A twitch of giddy excitement quivered down my spine when Places Like This arrived in the post. It was as if I had finally found a solution to the wretched, sodden British summer. At that moment my mind was in absolutely no doubt: Architecture In Helsinki (AIH) – Australia’s heroically bizarre experimental-pop stalwarts - had returned to resurrect those long-forgotten days of inebriated tomfoolery under the baking hot sun.
2005’s sophomore record In Case We Die perfectly encapsulated summer’s carefree spirit. Horn-bulging trinkets like ‘It 5’ and ‘Wishbone’ gushed with an abstract ebullience that united everyone who fell under AIH’s mesmeric gaze. It was an album to fall in love with; only without the tedium of having to condition this affection. The childish hooks and screwball samples dropped inhibitions instantly and, in doing so, were cherished by all who had danced barefooted in dewy fields to its chaotic majesty.
But once new album opener ‘Red Turned White’ bursts feverishly from the speakers, my heart plummets – something doesn’t feel right. The band’s loose-limbed joviality has vanished, replaced with mechanical, stoic synths and rigid percussion more uptight than a Harvey Nicholls’ security guard seconded to BHS. There’s no sparkle or pizzazz, just a vacuous, sub-standard Prince romp that lacks any rug-cutting sex-funk, never mind the dazzling aural fireworks I’d expected.

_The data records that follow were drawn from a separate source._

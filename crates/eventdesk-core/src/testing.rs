//! In-process fakes for service tests.

use std::sync::atomic::{AtomicUsize, Ordering};
use std::sync::{Arc, Mutex};

use async_trait::async_trait;

use crate::domain::{Attendee, Event, User};
use crate::error::RepoError;
use crate::ports::{
    AttendeeRepository, AuthError, BaseRepository, EventRepository, PasswordService,
    TokenClaims, TokenService, UserRepository,
};
use crate::service::{AttendeeService, AuthService, EventService};

pub(crate) trait Row: Clone + Send + Sync + 'static {
    fn id(&self) -> i64;
    fn set_id(&mut self, id: i64);
}

macro_rules! impl_row {
    ($($ty:ty),*) => {
        $(impl Row for $ty {
            fn id(&self) -> i64 {
                self.id
            }

            fn set_id(&mut self, id: i64) {
                self.id = id;
            }
        })*
    };
}

impl_row!(User, Event, Attendee);

/// Vec-backed repository that counts reads and writes.
pub(crate) struct FakeRepo<T> {
    rows: Mutex<Vec<T>>,
    reads: AtomicUsize,
    writes: AtomicUsize,
}

impl<T: Row> FakeRepo<T> {
    pub(crate) fn new() -> Self {
        Self {
            rows: Mutex::new(Vec::new()),
            reads: AtomicUsize::new(0),
            writes: AtomicUsize::new(0),
        }
    }

    pub(crate) fn reads(&self) -> usize {
        self.reads.load(Ordering::SeqCst)
    }

    pub(crate) fn writes(&self) -> usize {
        self.writes.load(Ordering::SeqCst)
    }

    fn snapshot(&self) -> Vec<T> {
        self.reads.fetch_add(1, Ordering::SeqCst);
        self.rows.lock().unwrap().clone()
    }
}

#[async_trait]
impl<T: Row> BaseRepository<T, i64> for FakeRepo<T> {
    async fn find_by_id(&self, id: i64) -> Result<Option<T>, RepoError> {
        Ok(self.snapshot().into_iter().find(|row| row.id() == id))
    }

    async fn find_all(&self) -> Result<Vec<T>, RepoError> {
        Ok(self.snapshot())
    }

    async fn save(&self, mut entity: T) -> Result<T, RepoError> {
        self.writes.fetch_add(1, Ordering::SeqCst);
        let mut rows = self.rows.lock().unwrap();

        if entity.id() == 0 {
            let next = rows.iter().map(Row::id).max().unwrap_or(0) + 1;
            entity.set_id(next);
            rows.push(entity.clone());
            return Ok(entity);
        }

        match rows.iter_mut().find(|row| row.id() == entity.id()) {
            Some(slot) => {
                *slot = entity.clone();
                Ok(entity)
            }
            None => Err(RepoError::NotFound),
        }
    }

    async fn delete(&self, id: i64) -> Result<(), RepoError> {
        self.writes.fetch_add(1, Ordering::SeqCst);
        let mut rows = self.rows.lock().unwrap();
        let before = rows.len();
        rows.retain(|row| row.id() != id);

        if rows.len() == before {
            return Err(RepoError::NotFound);
        }
        Ok(())
    }
}

#[async_trait]
impl UserRepository for FakeRepo<User> {
    async fn find_by_username(&self, username: &str) -> Result<Option<User>, RepoError> {
        Ok(self.snapshot().into_iter().find(|u| u.username == username))
    }
}

impl EventRepository for FakeRepo<Event> {}

#[async_trait]
impl AttendeeRepository for FakeRepo<Attendee> {
    async fn count_by_event(&self, event_id: i64) -> Result<u64, RepoError> {
        Ok(self
            .snapshot()
            .iter()
            .filter(|a| a.event_id == event_id)
            .count() as u64)
    }
}

/// Reversible "hash" so tests can tell hashed from plain.
pub(crate) struct FakePasswords;

impl PasswordService for FakePasswords {
    fn hash(&self, password: &str) -> Result<String, AuthError> {
        Ok(format!("hashed:{password}"))
    }

    fn verify(&self, password: &str, hash: &str) -> Result<bool, AuthError> {
        Ok(hash.strip_prefix("hashed:") == Some(password))
    }
}

/// Unsigned tokens of the form `token:<subject>`.
pub(crate) struct FakeTokens {
    issued: AtomicUsize,
}

impl FakeTokens {
    pub(crate) fn issued(&self) -> usize {
        self.issued.load(Ordering::SeqCst)
    }
}

impl TokenService for FakeTokens {
    fn issue(&self, subject: &str) -> Result<String, AuthError> {
        self.issued.fetch_add(1, Ordering::SeqCst);
        Ok(format!("token:{subject}"))
    }

    fn validate(&self, token: &str) -> Result<TokenClaims, AuthError> {
        token
            .strip_prefix("token:")
            .map(|subject| TokenClaims {
                subject: subject.to_string(),
                exp: i64::MAX,
            })
            .ok_or(AuthError::InvalidToken)
    }
}

/// Services wired to fresh fakes.
pub(crate) struct Fixture {
    pub(crate) users: Arc<FakeRepo<User>>,
    pub(crate) event_repo: Arc<FakeRepo<Event>>,
    pub(crate) attendee_repo: Arc<FakeRepo<Attendee>>,
    pub(crate) tokens: Arc<FakeTokens>,
    pub(crate) auth: AuthService,
    pub(crate) events: EventService,
    pub(crate) attendees: AttendeeService,
}

impl Fixture {
    pub(crate) fn new() -> Self {
        let users = Arc::new(FakeRepo::new());
        let event_repo = Arc::new(FakeRepo::new());
        let attendee_repo = Arc::new(FakeRepo::new());
        let tokens = Arc::new(FakeTokens {
            issued: AtomicUsize::new(0),
        });

        let auth = AuthService::new(users.clone(), Arc::new(FakePasswords), tokens.clone());
        let events = EventService::new(event_repo.clone(), users.clone(), attendee_repo.clone());
        let attendees =
            AttendeeService::new(attendee_repo.clone(), users.clone(), event_repo.clone());

        Self {
            users,
            event_repo,
            attendee_repo,
            tokens,
            auth,
            events,
            attendees,
        }
    }

    pub(crate) async fn seed_user(&self, username: &str) -> User {
        self.users
            .save(User::new(
                username.to_string(),
                "hashed:pw".to_string(),
                format!("{username}@example.com"),
            ))
            .await
            .unwrap()
    }
}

Depressingly, this lacklustre introduction resonates throughout much of the record’s calypso-infused rigour. Bereft of the enriching production that seeped from_ In Case We Die’s intricate pores, every dog-boy yelp and Caribbean rhythm feels spurious and forced, as if the desire to explore new directions has disembowelled the innate quirkiness that made Architecture In Helsinki such a joyous proposition. Christ, there are times when it feels as flimsy as a _‘Meet The Flintstones’-era B-52’s, with tracks like the cowbell-ridden ‘Heart It Races’ and ‘Like It Or Not’ oozing forgettable plod-along ditties that resemble half-cocked Muppet Show cast-offs.
With such a sprawling array of instruments on offer, Places Like This is surprisingly one dimensional. The kaleidoscopic mesh of synths, chimes, bongos and brass should bulge in the eardrums, providing no respite from a cacophony of helter-skelter sonic spectrums; instead the melodies are blunt and compressed, as if pertaining to the compact demand’s of today’s mobile generation. Where once AIH would pirouette mid-track, abruptly transforming sumptuous pop throbs into berserk experimentation, they now seem content to loiter in ‘Feather In A Baseball Cap’’s linear electro-grind monotony. And that’s what’s truly infuriates because, for all its faults, Places Like This _ still manages to radiate glorious rays of breathtaking audio grandeur like _‘Lazy (Lazy)’ or ‘Debbie’, briefly resuscitating my belief in the band’s masterful lunacy as they whiz into the infectious party-kook pieces Islands execute so delectably.
So, it’s not quite a soul-shattering catastrophe but, for a band as progressive and ingenious as AIH, Places Like This feels like a monstrous step backwards. I guess this year I’ll just have to accept it: summer’s not going to come at all.